Correcting Your Dog
by Los Angeles Dog Trainer Rebecca Setler
Correction is the part of dog training that is most likely to make dog owners uncomfortable. After all, we choose to have dogs so that they can be our friends, someone to snuggle up with, play with and love. Nobody gets a dog thinking that they want someone to correct and discipline. However, without proper correction, your dog can turn into someone you don't want as a friend.
If love and affection alone could make your dog a well-behaved member of the family, you probably wouldn't be online right now looking at dog training sites. Teaching structure and rules is a necessary part of turning your dog into the great companion you hoped he'd be when you got him. But it isn't always easy, since understanding how to train your dog using proper corrections isn't the part of dog ownership that comes naturally to most of us.
The Role of Correction in Balanced Dog Training
Picture this. You're in your house on one end of the hallway and your dog is on the other end. You call him to come to you and give him a treat when he gets there. You practice this several times a day and he does it perfectly every time. He sure loves those treats! Soon you can call him from anywhere in the house and he comes running. A dog training success story! Well, maybe not entirely...
Now picture this. You take "Mr. Perfect Come Command in the House" out to the park. You've got a pocket full of his favorite treats. He starts running toward two dogs playing at the other end of the park, so you call him to come. He looks back at you for a second, then takes off toward the playing dogs. How can that be? He's been so good in the house and he just loves those treats. The problem is that there's something he loves more- playing with other dogs. The dogs at the other end of the park are of a higher value to him than the treats in your pocket. So now what?
Now it's time to add correction to your dog training program. The reward-based training exercise you did at home was a great start, but, for your results to be reliable, your dog needs to realize that not only does something good happen when he does the right thing, something bad happens when he does the wrong thing. Every time. When used properly, correction can take your training to a level that can't be reached through reward-based training alone. Reward, repetition and correction will create reliability in your obedience training and safely allow your dog more freedom.
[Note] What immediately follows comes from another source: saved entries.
//! Keys command: manage the client signing key.

use std::path::Path;

use shlink_crypto::KeyPair;

use crate::theme::Theme;

fn print_key(key: &KeyPair, key_path: &Path) {
    println!("{}", Theme::field("Key ID (thumbprint)", key.thumbprint()));
    println!(
        "{}",
        Theme::field("Public key (x)", key.export_public_key().to_base64url())
    );
    println!("{}", Theme::field("Key file", key_path.display()));
    println!();
}

/// Show the current key, generating one on first use.
pub(crate) fn show_key(key_path: &Path) -> anyhow::Result<()> {
    if !key_path.exists() {
        println!("{}", Theme::info("No key found. Generating one..."));
    }

    let key = KeyPair::load_or_generate(key_path)?;

    println!("\n{}", Theme::header("Client Identity"));
    print_key(&key, key_path);
    Ok(())
}

/// Generate a new key, with confirmation if one already exists.
pub(crate) fn generate_key(key_path: &Path, force: bool) -> anyhow::Result<()> {
    if key_path.exists() {
        if !force {
            println!(
                "{}",
                Theme::warning("A key already exists. This will replace it.")
            );
            println!(
                "{}",
                Theme::warning("Packages created with it can no longer be shared or modified.")
            );
            println!();

            let confirm = dialoguer::Confirm::new()
                .with_prompt("Replace existing key?")
                .default(false)
                .interact()?;

            if !confirm {
                println!("{}", Theme::info("Aborted."));
                return Ok(());
            }
        }

        // Remove existing key so load_or_generate creates a new one.
        std::fs::remove_file(key_path)?;
    }

    let key = KeyPair::load_or_generate(key_path)?;

    println!("{}", Theme::success("New key generated."));
    print_key(&key, key_path);
    Ok(())
}

#[cfg(test)]
mod tests {
    use super::*;

    #[test]
    fn test_generate_replaces_with_force() {
        let dir = tempfile::tempdir().unwrap();
        let path = dir.path().join("keys").join("client.key");

        generate_key(&path, true).unwrap();
        let first = KeyPair::load_or_generate(&path).unwrap().thumbprint();

        generate_key(&path, true).unwrap();
        let second = KeyPair::load_or_generate(&path).unwrap().thumbprint();
        assert_ne!(first, second);
    }

    #[test]
    fn test_show_is_stable() {
        let dir = tempfile::tempdir().unwrap();
        let path = dir.path().join("client.key");

        show_key(&path).unwrap();
        let first = KeyPair::load_or_generate(&path).unwrap().thumbprint();
        show_key(&path).unwrap();
        assert_eq!(KeyPair::load_or_generate(&path).unwrap().thumbprint(), first);
    }
}
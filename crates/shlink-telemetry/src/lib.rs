//! Shlink Telemetry - Logging and request tracing.
//!
//! This crate provides:
//! - [`setup_logging`]: a `tracing-subscriber` setup driven by [`LogConfig`]
//! - [`RequestContext`]: per-request spans with ids and timing
//!
//! # Example
//!
//! ```rust,no_run
//! use shlink_telemetry::{LogConfig, LogFormat, RequestContext, setup_logging};
//!
//! # fn main() -> Result<(), shlink_telemetry::TelemetryError> {
//! let config = LogConfig::new("info")
//!     .with_format(LogFormat::Json)
//!     .with_directive("shlink_policy=debug");
//! setup_logging(&config)?;
//!
//! let ctx = RequestContext::new("gateway", "POST", "/gnap").routed_to("grant");
//! ctx.span().in_scope(|| {
//!     tracing::info!("handling grant request");
//!     ctx.finish(200);
//! });
//! # Ok(())
//! # }
//! ```

#![deny(unsafe_code)]
#![deny(missing_docs)]
#![deny(clippy::all)]
#![warn(unreachable_pub)]
#![deny(clippy::unwrap_used)]
#![cfg_attr(test, allow(clippy::unwrap_used))]

pub mod prelude;

mod context;
mod error;
mod logging;

pub use context::RequestContext;
pub use error::{TelemetryError, TelemetryResult};
pub use logging::{LogConfig, LogFormat, LogTarget, setup_default_logging, setup_logging};
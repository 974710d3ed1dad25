//! Prelude module - commonly used types for convenient import.
//!
//! Use `use shlink_test::prelude::*;` in test modules.

pub use crate::{ManualClock, OwnedPackage, TestClient, TestHarness};

pub use crate::fixtures::{
    TEST_EPOCH, TEST_PUBLIC_URL, init_test_tracing, pin_share_body, share_body, test_settings,
};
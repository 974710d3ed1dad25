//! Shlink Storage - Keyed stores for shared authorization state.
//!
//! # Stores ([`KeyedStore`])
//!
//! A table of records addressed by string keys, with a per-key atomic
//! [`update`](KeyedStore::update) for check-and-mutate logic.
//! [`MemoryStore`] is the in-memory backend.
//!
//! # Key locks ([`KeyLocks`])
//!
//! Async mutexes keyed by name, for operations that must be serialized per
//! key across more than one store.

#![deny(unsafe_code)]
#![deny(missing_docs)]
#![deny(clippy::all)]
#![warn(unreachable_pub)]
#![deny(clippy::unwrap_used)]
#![cfg_attr(test, allow(clippy::unwrap_used))]

pub mod error;
pub mod kv;
pub mod locks;

pub use error::{StorageError, StorageResult};
pub use kv::{KeyedStore, MemoryStore, modify};
pub use locks::{KeyGuard, KeyLocks};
Correction is also an important part of resolving behavior problems, but it must be used fairly and only when the dog understands clearly what he needs to do to avoid it. In other words, instead of teaching "Don't do that!", effective training teaches "Don't do that, do this instead". Teaching an appropriate behavior to replace an inappropriate one (sitting instead of jumping, licking instead of play biting) is the missing link in many training programs.
The example that always comes to mind when I'm discussing this concept is a dog I meet several years ago who jumped on me like a maniac when I walked in his front door to do an evaluation. I said, "Whoa, we definitely need to fix THAT!" and the owner said, "Oh, no, that's not the dog you're here to see, he can't be trained." As it turns out, I was there to evaluate their new Golden Retriever puppy, not the 7 year old Golden Retriever who had almost knocked me out the front door. I offered to help them to fix his jumping while we were at it, but they told me that they had already done obedience classes and had two private trainers work with him over the years and nothing ever stopped him from jumping.
I asked what they had done to try to correct the behavior. "Well, we've tried kneeing him in the chest, pulling him down by his neck, stepping on his toes, using a spray bottle and a penny can, but nothing ever worked. We still correct him by kneeing him in the chest every time he jumps just so he'll get off of us, but he doesn't seem to care."
Now, as I was sitting there with this dog, it was clear that he was an absolute sweetie who seemed very willing to please, so this didn't quite add up. I asked them what alternate greeting behavior they had tried to teach him. They stared at me blankly. I explained that, in order to correct a behavior like jumping, the dog should be taught a more appropriate greeting behavior, like sitting, before correction is used.
All those years and all that training, and nobody had ever told this poor boy what he was supposed to do when he said hello to somebody. I explained to his owners that sometimes you get lucky and a behavior will stop with correction, even when no alternate behavior is taught. But, sometimes, as in this case, the lesson the dog learns is that the family greeting ritual is: my owner walks in, I jump up, my owner knees me in the chest and we all go have dinner. The dog just accepts the knee in the chest and keeps on truckin', never realizing that another behavior would get a more pleasant result.
Of course, this story has a happy ending. We spent just a few minutes working with the older dog each time I came to train the puppy, and he had soon learned that he had a choice -- jump up and get a knee in the chest or sit down and get a pat on the head. Not a tough choice once he knew what his options were!
The moral of the story is that correction is an important part of training, but that's not all there is to it. Effective training is consistent, fair, firm and fun, with a balance between teaching good behaviors and correcting bad behaviors.